By Rowan Forster
The Liberal Party has trashed the Premier’s “second-rate” sky rail proposal for Pakenham, unveiling a commitment to eliminate the suburb’s three notorious level crossings with an underground rail trench if elected.
Level crossings at McGregor Road, Main Street and Racecourse Road would be scrapped and Pakenham Station upgraded to cater for high-speed rail under the State Opposition’s pledge.
Doubling down on Labor’s promise, Opposition Leader Matthew Guy also said his government would eradicate one of Pakenham’s worst bottlenecks.
At the bustling intersection of Racecourse Road and Bald Hill Road, one thoroughfare would be raised or lowered beneath the other, in a long-awaited grade separation.
It comes during Star News Group’s Unblock the Gridlock campaign, highlighting the plight of road infrastructure and crippling congestion across Melbourne’s south east.
One day after Daniel Andrews promised to remove four level crossings in Pakenham and develop the controversial sky rail, Mr Guy outlined his party’s “superior” solution.
“We won’t put a blight on Pakenham with sky rail,” he said.
“Traffic is out of control in Pakenham and we need to get back in control.
“When you remove level crossings you need to do it properly – not on the cheap.
“We’ll do it properly, for the longer term, and not just the short term political hit that the government’s proposal is.”
The proposal – described as fast, European style rail – will provide two dedicated V/Line services and two metropolitan services.
Following in Mr Andrews’ footsteps, the party also failed to provide a cost estimate for the project.
Shadow Public Transport Minister David Davis assured they will be appropriate.
“We will in fact make sure the costs are reasonable and it will come out of our relevant fund,” he said.
“Our costings will be there prior to the election.”
Mr Davis went on to label Labor’s proposed strategy as an “ugly scar” on the community.
“(This) is quieter, it is less intrusive, it is less ugly,” he said.
“Imagine the streets in Pakenham with these massive concrete structures going overhead.

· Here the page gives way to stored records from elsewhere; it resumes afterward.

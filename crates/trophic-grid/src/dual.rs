//! Double-buffered grid store with per-destination claims.
//!
//! The per-tick lifecycle mirrors a ping-pong arena:
//! 1. [`DualGrid::snapshot_to_next`] — next becomes an exact copy of current
//! 2. Rule evaluation reads current freely and mutates next through
//!    [`DualGrid::store_next`] / [`DualGrid::claim_next`]
//! 3. [`DualGrid::publish`] — next's final contents replace current
//!
//! Every next-buffer cell sits behind its own mutex, so a write that could
//! race with another source cell's write (a move destination, a reproduction
//! target) is committed under that cell's lock, after re-checking
//! eligibility. At most one claimant wins a given destination per tick; the
//! loser is told so and takes its fallback branch — losing is not an error.

use parking_lot::Mutex;
use trophic_core::{Cell, GridError};
use trophic_space::Lattice;

use crate::view::GridView;

/// The current/next cell buffer pair. Owns all cell state.
pub struct DualGrid {
    lattice: Lattice,
    /// Published state. Read-only between `snapshot_to_next` and `publish`.
    current: Vec<Cell>,
    /// Staging state, guarded per cell.
    next: Vec<Mutex<Cell>>,
}

impl DualGrid {
    /// Create an all-empty grid over `lattice`.
    pub fn new(lattice: Lattice) -> Self {
        let n = lattice.cell_count();
        Self {
            lattice,
            current: vec![Cell::Empty; n],
            next: (0..n).map(|_| Mutex::new(Cell::Empty)).collect(),
        }
    }

    /// The underlying lattice geometry.
    pub fn lattice(&self) -> &Lattice {
        &self.lattice
    }

    fn checked_index(&self, row: usize, col: usize) -> Result<usize, GridError> {
        if self.lattice.in_bounds(row, col) {
            Ok(self.lattice.index(row, col))
        } else {
            Err(GridError::OutOfBounds {
                row,
                col,
                side: self.lattice.side(),
            })
        }
    }

    /// Read a cell from the published buffer.
    pub fn current(&self, row: usize, col: usize) -> Result<Cell, GridError> {
        Ok(self.current[self.checked_index(row, col)?])
    }

    /// Write a cell directly into the published buffer.
    ///
    /// Initialization only: takes `&mut self`, so it cannot overlap with a
    /// tick in progress.
    pub fn set_current(&mut self, row: usize, col: usize, cell: Cell) -> Result<(), GridError> {
        let idx = self.checked_index(row, col)?;
        self.current[idx] = cell;
        Ok(())
    }

    /// Read a cell from the staging buffer (locks it briefly).
    pub fn read_next(&self, row: usize, col: usize) -> Result<Cell, GridError> {
        let idx = self.checked_index(row, col)?;
        Ok(*self.next[idx].lock())
    }

    /// Unconditionally write a cell into the staging buffer.
    ///
    /// For writes to the source cell itself (aging in place, vacating an
    /// origin after a won move). Destination cells that other sources might
    /// also target go through [`DualGrid::claim_next`] instead.
    pub fn store_next(&self, row: usize, col: usize, cell: Cell) -> Result<(), GridError> {
        let idx = self.checked_index(row, col)?;
        *self.next[idx].lock() = cell;
        Ok(())
    }

    /// Atomically claim a staging cell: under the cell's lock, re-check that
    /// `eligible` still holds for its contents and only then commit
    /// `replacement`.
    ///
    /// Returns `Ok(true)` if the claim won. `Ok(false)` means another source
    /// claimed the destination first (it is no longer eligible); the caller
    /// takes its no-feeding/no-movement fallback for the tick.
    pub fn claim_next(
        &self,
        row: usize,
        col: usize,
        eligible: impl FnOnce(&Cell) -> bool,
        replacement: Cell,
    ) -> Result<bool, GridError> {
        let idx = self.checked_index(row, col)?;
        let mut slot = self.next[idx].lock();
        if eligible(&slot) {
            *slot = replacement;
            Ok(true)
        } else {
            Ok(false)
        }
    }

    /// Copy current into next. Run at the start of every tick, before any
    /// rule evaluation.
    pub fn snapshot_to_next(&mut self) {
        for (dst, src) in self.next.iter_mut().zip(&self.current) {
            *dst.get_mut() = *src;
        }
    }

    /// Replace current with next's final contents.
    ///
    /// The only state-publishing operation: reporting observers see the grid
    /// exclusively through views taken after `publish`.
    pub fn publish(&mut self) {
        for (dst, src) in self.current.iter_mut().zip(self.next.iter_mut()) {
            *dst = *src.get_mut();
        }
    }

    /// Read-only view of the published buffer.
    pub fn view(&self) -> GridView<'_> {
        GridView::new(self.lattice.side(), &self.current)
    }
}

“We have to build with an eye to the future, not a cheap, nasty solution.”
When asked, the Shadow Public Transport Minister did not provide a timeline for the project.
Up to 63,000 vehicles pass through the four Pakenham level crossings every day.
Pakenham Harcourts property valuer Boyd Jones told the Gazette that the Andrews Government’s sky rail will wreak havoc on property values.
“We believe the sky rail would decrease values for property around the area,” he said.
“An underground option is definitely something that would be better for our community as far as sales prices and results
“It is important we protect the community’s assets – and their homes are the most valuable things out here.
The race to triumph in November’s state election is gathering pace with caretaker mode kicking in this week.
According to the Victorian Electoral Commission, the Liberals hold the Bass electorate by 4.6 per cent.
Labor strategists have reportedly set their sights on the seat, encouraged by a surge in new voter enrolments they believe will favour Daniel Andrews.
Incumbent MP Brian Paynter, who has relentlessly campaigned for a solution to Pakenham’s traffic gridlock, lashed the proposition of sky rail.
“Going underground is the right way to do it,” he said.
“We don’t need and we don’t deserve nasty, noisy sky rail here in Pakenham.
“We deserve the very best, and that’s what is being delivered today.”
Mr Paynter also addressed the State Government’s short-sighted decision to shut down a Pakenham sky rail infrastructure facility earlier this year.
The factory was built for the sole purpose of casting custom-sized concrete pieces for sky rail.
“That was a $25 million factory handed back to the developer which is merely 500 metres from where the Premier yesterday announced sky rail,” he said.
“What a waste of taxpayers’ money.
“This is policy on the run.”
Residents have been divided about the prospect of a behemoth sky rail running through the heart of Pakenham.
Claire Simpson, who lives near the rail corridor, fears her privacy will be completely invaded.
“I can’t even begin to say how angry I am,” she said.
“Everybody will be able to see into our yard and our view will be destroyed by all of this concrete.
“It’s enough to make me consider moving.”
Those against the underground rail proposal were mainly concerned about cost.
“This is going to cost so much time and money, much more than a sky rail,” Brayden Muir said.
“I have to worry about how long we’d be waiting – dealing with the current traffic – until this is complete.”